How to construct and play chords in pop and rock styles.

The application of harmonic concepts, as well as your choice of chord voicings (the way you arrange the notes across your two hands), can vary significantly depending upon the genre of music you’re playing. Pop and rock styles are a good place to start, as they tend to use simpler approaches.

The Basics

In this style of music, the root of the chord is generally played by the left hand — either as a single note or as an octave — accompanied by the right hand playing basic triads.

Triad with bass.

Using this approach, we can take a common chord progression and explore how to arrange the notes in the right hand. If we only played the chords in root position (i.e., with the root note always at the bottom), we would get this:

Chord progression.

This works, but it sounds somewhat “disconnected” since the right hand chords are not close to one another. But one of the cool things about harmony is that chords can be rearranged so the order of the notes varies, yet they will still sound much the same. These different arrangements of the notes are called inversions, as shown below:

Example of inversions.

Using inversions, we can find the closest way to move each note of the current chord to get to the second one. This concept is called voice leading. Let’s go back to our chord progression again and see how all these variations can work to make the right hand chord voicings move more smoothly.

Progressions using inversions.

There is no strict rule that says you must only use the closest voicing. When playing a repeating chord progression, I like to add variety by sometimes moving to a different inversion and starting the progression again a bit higher or lower on the keyboard. (A jump is fine, as long as you settle back down into good voice leading for a little while.) Here are a few variations that show how you might make some different choices:

Progressions using inversions.

The second bar has a slight jump up from the F to the E to make for a smooth transition to the first voicing for the A minor chord. The next variation moves downward from the F to the E, which works well to lead into the root position A minor in the third variation (bars 5 – 6). The fourth variation (bars 7 – 8) jumps up to the C root position to help climb back up the keyboard a bit and lead into the fifth variation, which also jumps up to the C (as opposed to the first two examples), leading nicely into the last variation.

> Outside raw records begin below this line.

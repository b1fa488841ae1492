pub mod literal;
pub mod query_builder;
pub mod scylla;

pub use query_builder::{BlankPolicy, GeneratedStatement, QueryBuilder, StatementKind};
pub use self::scylla::{DatabaseConnection, RowStream, ScyllaConnection};
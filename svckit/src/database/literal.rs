//! Encodes driver values as CQL literal text for a known column type.
//!
//! `None` is the "no value" marker: the column should be left out of the
//! statement rather than written with a default.

use chrono::{DateTime, NaiveTime, Utc};

use crate::cql_type::{ColumnType, LiteralClass, ScalarType};
use crate::errors::SyncError;
use crate::types::ColumnValue;

const NANOS_PER_SECOND: i64 = 1_000_000_000;
const SECONDS_PER_DAY: i64 = 86_400;

/// Encode `value` against the declared `column_type`.
///
/// Returns `Ok(None)` for nulls and for unset (epoch zero) timestamps.
/// A value whose shape disagrees with the column type, or a type that has
/// no literal form, is an [`SyncError::EncodingError`].
pub fn encode(value: &ColumnValue, column_type: &ColumnType) -> Result<Option<String>, SyncError> {
    match (value, column_type.unfrozen()) {
        (ColumnValue::Null, _) => Ok(None),
        (ColumnValue::Timestamp(0), ColumnType::Scalar(ScalarType::Timestamp)) => Ok(None),
        _ => literal(value, column_type).map(Some),
    }
}

/// Single-quote `text`, doubling embedded quotes.
pub fn quote(text: &str) -> String {
    format!("'{}'", text.replace('\'', "''"))
}

fn literal(value: &ColumnValue, column_type: &ColumnType) -> Result<String, SyncError> {
    match (column_type.unfrozen(), value) {
        (ColumnType::List(elem), ColumnValue::List(items)) => {
            Ok(format!("[{}]", join_elements(items, elem)?))
        }
        (ColumnType::Set(elem), ColumnValue::Set(items) | ColumnValue::List(items)) => {
            Ok(format!("{{{}}}", join_elements(items, elem)?))
        }
        (ColumnType::Map(key_type, value_type), ColumnValue::Map(entries)) => {
            let pairs = entries
                .iter()
                .map(|(k, v)| Ok(format!("{}:{}", literal(k, key_type)?, literal(v, value_type)?)))
                .collect::<Result<Vec<_>, SyncError>>()?;
            Ok(format!("{{{}}}", pairs.join(",")))
        }
        (ColumnType::Scalar(scalar), _) => scalar_literal(*scalar, value),
        (ColumnType::Custom(name), _) => Err(SyncError::EncodingError(format!(
            "column type {} has no literal encoding",
            name
        ))),
        (other, _) => Err(mismatch(value, other)),
    }
}

fn join_elements(items: &[ColumnValue], elem: &ColumnType) -> Result<String, SyncError> {
    let encoded = items
        .iter()
        .map(|item| literal(item, elem))
        .collect::<Result<Vec<_>, SyncError>>()?;
    Ok(encoded.join(","))
}

fn scalar_literal(scalar: ScalarType, value: &ColumnValue) -> Result<String, SyncError> {
    let literal = match (scalar.literal_class(), value) {
        (_, ColumnValue::Unsupported(description)) => {
            return Err(SyncError::EncodingError(format!(
                "cannot encode {} value for a {} column",
                description,
                scalar.name()
            )))
        }
        (LiteralClass::Unsupported, _) => {
            return Err(SyncError::EncodingError(format!(
                "{} values have no literal encoding",
                scalar.name()
            )))
        }
        (LiteralClass::Text, ColumnValue::Text(text)) => quote(text),
        (LiteralClass::Text, ColumnValue::Inet(addr)) => quote(&addr.to_string()),
        (LiteralClass::Numeric, ColumnValue::TinyInt(v)) => v.to_string(),
        (LiteralClass::Numeric, ColumnValue::SmallInt(v)) => v.to_string(),
        (LiteralClass::Numeric, ColumnValue::Int(v)) => v.to_string(),
        (LiteralClass::Numeric, ColumnValue::BigInt(v) | ColumnValue::Counter(v)) => v.to_string(),
        (LiteralClass::Numeric, ColumnValue::Float(v)) => {
            float_literal(v.to_string(), v.is_nan(), v.is_infinite(), v.is_sign_negative())
        }
        (LiteralClass::Numeric, ColumnValue::Double(v)) => {
            float_literal(v.to_string(), v.is_nan(), v.is_infinite(), v.is_sign_negative())
        }
        (LiteralClass::Boolean, ColumnValue::Boolean(v)) => v.to_string(),
        (LiteralClass::Timestamp, ColumnValue::Timestamp(millis)) => timestamp_literal(*millis)?,
        (LiteralClass::Date, ColumnValue::Date(date)) => quote(&date.format("%Y-%m-%d").to_string()),
        (LiteralClass::Time, ColumnValue::Time(nanos)) => time_literal(*nanos)?,
        (LiteralClass::Uuid, ColumnValue::Uuid(id)) => id.to_string(),
        (LiteralClass::Blob, ColumnValue::Blob(bytes)) => format!("0x{}", hex::encode(bytes)),
        _ => return Err(mismatch(value, &ColumnType::Scalar(scalar))),
    };
    Ok(literal)
}

fn float_literal(display: String, nan: bool, infinite: bool, negative: bool) -> String {
    match (nan, infinite, negative) {
        (true, _, _) => "NaN".to_string(),
        (false, true, false) => "Infinity".to_string(),
        (false, true, true) => "-Infinity".to_string(),
        _ => display,
    }
}

fn timestamp_literal(millis: i64) -> Result<String, SyncError> {
    let at: DateTime<Utc> = DateTime::from_timestamp_millis(millis).ok_or_else(|| {
        SyncError::EncodingError(format!("timestamp {}ms is out of range", millis))
    })?;
    Ok(quote(&at.format("%Y-%m-%d %H:%M:%S").to_string()))
}

fn time_literal(nanos: i64) -> Result<String, SyncError> {
    let out_of_range = || SyncError::EncodingError(format!("time {}ns is not a time of day", nanos));

    if !(0..SECONDS_PER_DAY * NANOS_PER_SECOND).contains(&nanos) {
        return Err(out_of_range());
    }
    let secs = (nanos / NANOS_PER_SECOND) as u32;
    let frac = (nanos % NANOS_PER_SECOND) as u32;
    let time = NaiveTime::from_num_seconds_from_midnight_opt(secs, frac).ok_or_else(out_of_range)?;
    Ok(quote(&time.format("%H:%M:%S%.9f").to_string()))
}

fn mismatch(value: &ColumnValue, column_type: &ColumnType) -> SyncError {
    SyncError::EncodingError(format!(
        "{} value does not match column type {}",
        value.shape(),
        column_type
    ))
}
use serde::{Deserialize, Serialize};
use std::collections::BTreeMap;
use std::fmt;
use std::time::Duration;

use crate::errors::SyncError;

pub const DEFAULT_CQL_PORT: u16 = 9042;

/// A single `host[:port]` contact point.
#[derive(Debug, Clone, PartialEq, Eq, Serialize, Deserialize)]
pub struct Endpoint {
    pub host: String,
    pub port: u16,
}

impl Endpoint {
    /// Parse `host`, `host:port` or `[v6addr]:port`. The port defaults to 9042.
    pub fn parse(raw: &str) -> Result<Self, SyncError> {
        let raw = raw.trim();

        let (host, port) = if let Some(rest) = raw.strip_prefix('[') {
            let (host, tail) = rest.split_once(']').ok_or_else(|| {
                SyncError::ConfigError(format!("Unterminated IPv6 address in host '{}'", raw))
            })?;
            match tail {
                "" => (host, None),
                _ => match tail.strip_prefix(':') {
                    Some(port) => (host, Some(port)),
                    None => {
                        return Err(SyncError::ConfigError(format!(
                            "Unexpected characters after IPv6 address in host '{}'",
                            raw
                        )))
                    }
                },
            }
        } else {
            match raw.split_once(':') {
                Some((host, port)) => (host, Some(port)),
                None => (raw, None),
            }
        };

        if host.is_empty() {
            return Err(SyncError::ConfigError(format!("Missing host name in '{}'", raw)));
        }

        let port = match port {
            Some(p) => p.parse::<u16>().map_err(|e| {
                SyncError::ConfigError(format!("Invalid port '{}' in host '{}': {}", p, raw, e))
            })?,
            None => DEFAULT_CQL_PORT,
        };

        Ok(Self {
            host: host.to_string(),
            port,
        })
    }

    /// Address in the form the driver expects for a known node.
    pub fn contact_point(&self) -> String {
        if self.host.contains(':') {
            format!("[{}]:{}", self.host, self.port)
        } else {
            format!("{}:{}", self.host, self.port)
        }
    }
}

impl fmt::Display for Endpoint {
    fn fmt(&self, f: &mut fmt::Formatter<'_>) -> fmt::Result {
        f.write_str(&self.contact_point())
    }
}

#[derive(Debug, Clone, Serialize, Deserialize)]
pub struct Credentials {
    pub username: String,
    pub password: String,
}

#[derive(Debug, Clone, Copy, PartialEq, Eq, Default, Serialize, Deserialize)]
pub enum ConsistencyLevel {
    Any,
    One,
    Two,
    Three,
    #[default]
    Quorum,
    All,
    LocalQuorum,
    EachQuorum,
    LocalOne,
}

impl From<ConsistencyLevel> for scylla::statement::Consistency {
    fn from(level: ConsistencyLevel) -> Self {
        use scylla::statement::Consistency;

        match level {
            ConsistencyLevel::Any => Consistency::Any,
            ConsistencyLevel::One => Consistency::One,
            ConsistencyLevel::Two => Consistency::Two,
            ConsistencyLevel::Three => Consistency::Three,
            ConsistencyLevel::Quorum => Consistency::Quorum,
            ConsistencyLevel::All => Consistency::All,
            ConsistencyLevel::LocalQuorum => Consistency::LocalQuorum,
            ConsistencyLevel::EachQuorum => Consistency::EachQuorum,
            ConsistencyLevel::LocalOne => Consistency::LocalOne,
        }
    }
}

/// Everything needed to open one session against one cluster.
#[derive(Debug, Clone, Serialize, Deserialize)]
pub struct DatabaseConfig {
    pub endpoint: Endpoint,
    pub credentials: Option<Credentials>,
    pub consistency: ConsistencyLevel,
    pub connection_timeout: Duration,
    pub request_timeout: Duration,
    pub pool_size: u32,
}

impl DatabaseConfig {
    pub fn new(endpoint: Endpoint) -> Self {
        Self {
            endpoint,
            ..Self::default()
        }
    }
}

impl Default for DatabaseConfig {
    fn default() -> Self {
        Self {
            endpoint: Endpoint {
                host: "localhost".to_string(),
                port: DEFAULT_CQL_PORT,
            },
            credentials: None,
            consistency: ConsistencyLevel::Quorum,
            connection_timeout: Duration::from_secs(60),
            request_timeout: Duration::from_secs(60),
            pool_size: 4,
        }
    }
}

/// Replication settings used when the destination keyspace has to be created.
#[derive(Debug, Clone, PartialEq, Serialize, Deserialize)]
#[serde(default)]
pub struct ReplicationConfig {
    pub class: String,
    pub options: BTreeMap<String, String>,
}

impl Default for ReplicationConfig {
    fn default() -> Self {
        let mut options = BTreeMap::new();
        options.insert("replication_factor".to_string(), "3".to_string());
        Self {
            class: "SimpleStrategy".to_string(),
            options,
        }
    }
}

#[derive(Debug, Clone, Serialize, Deserialize)]
#[serde(default)]
pub struct ObservabilityConfig {
    pub log_level: String,
}

impl Default for ObservabilityConfig {
    fn default() -> Self {
        Self {
            log_level: "keyspace_transfer=info,svckit=info".to_string(),
        }
    }
}
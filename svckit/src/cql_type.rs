//! CQL column types as a closed set of variants.
//!
//! Driver metadata reports column types as text (`map<text, frozen<list<int>>>`).
//! [`ColumnType::parse`] turns that text into a tree the literal encoder can
//! dispatch on, and `Display` renders it back for `CREATE TABLE`.

use std::fmt;

#[derive(Debug, Clone, Copy, PartialEq, Eq, Hash)]
pub enum ScalarType {
    Ascii,
    Text,
    TinyInt,
    SmallInt,
    Int,
    BigInt,
    Varint,
    Counter,
    Float,
    Double,
    Decimal,
    Boolean,
    Timestamp,
    Date,
    Time,
    Uuid,
    Timeuuid,
    Inet,
    Blob,
    Duration,
}

/// How values of a scalar type are written as CQL literals.
#[derive(Debug, Clone, Copy, PartialEq, Eq)]
pub enum LiteralClass {
    /// Single-quoted with embedded quotes doubled.
    Text,
    /// Bare decimal digits.
    Numeric,
    Boolean,
    /// `'YYYY-MM-DD HH:MM:SS'`, and no literal at all for an unset value.
    Timestamp,
    Date,
    Time,
    Uuid,
    /// `0x`-prefixed hex.
    Blob,
    /// Types whose values cannot be carried over as literals.
    Unsupported,
}

impl ScalarType {
    pub fn from_name(name: &str) -> Option<Self> {
        let scalar = match name.trim().to_ascii_lowercase().as_str() {
            "ascii" => ScalarType::Ascii,
            "text" | "varchar" => ScalarType::Text,
            "tinyint" => ScalarType::TinyInt,
            "smallint" => ScalarType::SmallInt,
            "int" => ScalarType::Int,
            "bigint" => ScalarType::BigInt,
            "varint" => ScalarType::Varint,
            "counter" => ScalarType::Counter,
            "float" => ScalarType::Float,
            "double" => ScalarType::Double,
            "decimal" => ScalarType::Decimal,
            "boolean" => ScalarType::Boolean,
            "timestamp" => ScalarType::Timestamp,
            "date" => ScalarType::Date,
            "time" => ScalarType::Time,
            "uuid" => ScalarType::Uuid,
            "timeuuid" => ScalarType::Timeuuid,
            "inet" => ScalarType::Inet,
            "blob" => ScalarType::Blob,
            "duration" => ScalarType::Duration,
            _ => return None,
        };
        Some(scalar)
    }

    pub fn name(&self) -> &'static str {
        match self {
            ScalarType::Ascii => "ascii",
            ScalarType::Text => "text",
            ScalarType::TinyInt => "tinyint",
            ScalarType::SmallInt => "smallint",
            ScalarType::Int => "int",
            ScalarType::BigInt => "bigint",
            ScalarType::Varint => "varint",
            ScalarType::Counter => "counter",
            ScalarType::Float => "float",
            ScalarType::Double => "double",
            ScalarType::Decimal => "decimal",
            ScalarType::Boolean => "boolean",
            ScalarType::Timestamp => "timestamp",
            ScalarType::Date => "date",
            ScalarType::Time => "time",
            ScalarType::Uuid => "uuid",
            ScalarType::Timeuuid => "timeuuid",
            ScalarType::Inet => "inet",
            ScalarType::Blob => "blob",
            ScalarType::Duration => "duration",
        }
    }

    pub fn literal_class(&self) -> LiteralClass {
        match self {
            ScalarType::Ascii | ScalarType::Text | ScalarType::Inet => LiteralClass::Text,
            ScalarType::TinyInt
            | ScalarType::SmallInt
            | ScalarType::Int
            | ScalarType::BigInt
            | ScalarType::Counter
            | ScalarType::Float
            | ScalarType::Double => LiteralClass::Numeric,
            ScalarType::Boolean => LiteralClass::Boolean,
            ScalarType::Timestamp => LiteralClass::Timestamp,
            ScalarType::Date => LiteralClass::Date,
            ScalarType::Time => LiteralClass::Time,
            ScalarType::Uuid | ScalarType::Timeuuid => LiteralClass::Uuid,
            ScalarType::Blob => LiteralClass::Blob,
            ScalarType::Varint | ScalarType::Decimal | ScalarType::Duration => {
                LiteralClass::Unsupported
            }
        }
    }
}

#[derive(Debug, Clone, PartialEq, Eq, Hash)]
pub enum ColumnType {
    Scalar(ScalarType),
    List(Box<ColumnType>),
    Set(Box<ColumnType>),
    Map(Box<ColumnType>, Box<ColumnType>),
    Frozen(Box<ColumnType>),
    /// User-defined types, tuples, vectors and anything else not modelled above.
    /// Kept verbatim so the DDL still round-trips.
    Custom(String),
}

impl ColumnType {
    pub fn parse(text: &str) -> ColumnType {
        let trimmed = text.trim();

        let Some((name, args)) = split_generic(trimmed) else {
            return ScalarType::from_name(trimmed)
                .map(ColumnType::Scalar)
                .unwrap_or_else(|| ColumnType::Custom(trimmed.to_string()));
        };

        let args = split_top_level(args);
        match (name.to_ascii_lowercase().as_str(), args.as_slice()) {
            ("frozen", [inner]) => ColumnType::Frozen(Box::new(ColumnType::parse(inner))),
            ("list", [elem]) => ColumnType::List(Box::new(ColumnType::parse(elem))),
            ("set", [elem]) => ColumnType::Set(Box::new(ColumnType::parse(elem))),
            ("map", [key, value]) => ColumnType::Map(
                Box::new(ColumnType::parse(key)),
                Box::new(ColumnType::parse(value)),
            ),
            _ => ColumnType::Custom(trimmed.to_string()),
        }
    }

    pub fn list(elem: ColumnType) -> Self {
        ColumnType::List(Box::new(elem))
    }

    pub fn set(elem: ColumnType) -> Self {
        ColumnType::Set(Box::new(elem))
    }

    pub fn map(key: ColumnType, value: ColumnType) -> Self {
        ColumnType::Map(Box::new(key), Box::new(value))
    }

    /// The type with every outer `frozen<>` removed. Freezing only matters for DDL.
    pub fn unfrozen(&self) -> &ColumnType {
        let mut current = self;
        while let ColumnType::Frozen(inner) = current {
            current = inner;
        }
        current
    }
}

impl From<ScalarType> for ColumnType {
    fn from(scalar: ScalarType) -> Self {
        ColumnType::Scalar(scalar)
    }
}

impl fmt::Display for ColumnType {
    fn fmt(&self, f: &mut fmt::Formatter<'_>) -> fmt::Result {
        match self {
            ColumnType::Scalar(scalar) => f.write_str(scalar.name()),
            ColumnType::List(elem) => write!(f, "list<{}>", elem),
            ColumnType::Set(elem) => write!(f, "set<{}>", elem),
            ColumnType::Map(key, value) => write!(f, "map<{}, {}>", key, value),
            ColumnType::Frozen(inner) => write!(f, "frozen<{}>", inner),
            ColumnType::Custom(text) => f.write_str(text),
        }
    }
}

/// `list<int>` -> `("list", "int")`.
fn split_generic(text: &str) -> Option<(&str, &str)> {
    let open = text.find('<')?;
    let args = text[open + 1..].strip_suffix('>')?;
    Some((text[..open].trim(), args))
}

/// Split on commas that are not nested inside `<...>`.
fn split_top_level(args: &str) -> Vec<&str> {
    let mut parts = Vec::new();
    let mut depth = 0usize;
    let mut start = 0;

    for (i, c) in args.char_indices() {
        match c {
            '<' => depth += 1,
            '>' => depth = depth.saturating_sub(1),
            ',' if depth == 0 => {
                parts.push(args[start..i].trim());
                start = i + 1;
            }
            _ => {}
        }
    }
    parts.push(args[start..].trim());
    parts
}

Knowing your chords and their inversions gives you lots of freedom in how you voice your right hand parts. You’ll make these decisions largely based on two factors: One, what register of the keyboard you want to play in to support a singer or instrumentalist; and two, what sounds good against the given melody line or solo being played.

Got Rhythm?

The notes are only part of the solution: you’ll also want to play with rhythm and develop a feel that matches the “groove,” or pulse of the song. (This is a deep subject that I’m only going to touch on lightly here.) Simple patterns are always a good way to go, and you can either play with both hands together to set the groove, or create some back-and-forth between the hands. If you’re playing in a band, it’s usually better to play simpler, and you also need to be careful that your left hand doesn’t get in the way of the bass player (maybe play single notes instead of octaves). If you’re accompanying a singer or playing solo, you have much more freedom.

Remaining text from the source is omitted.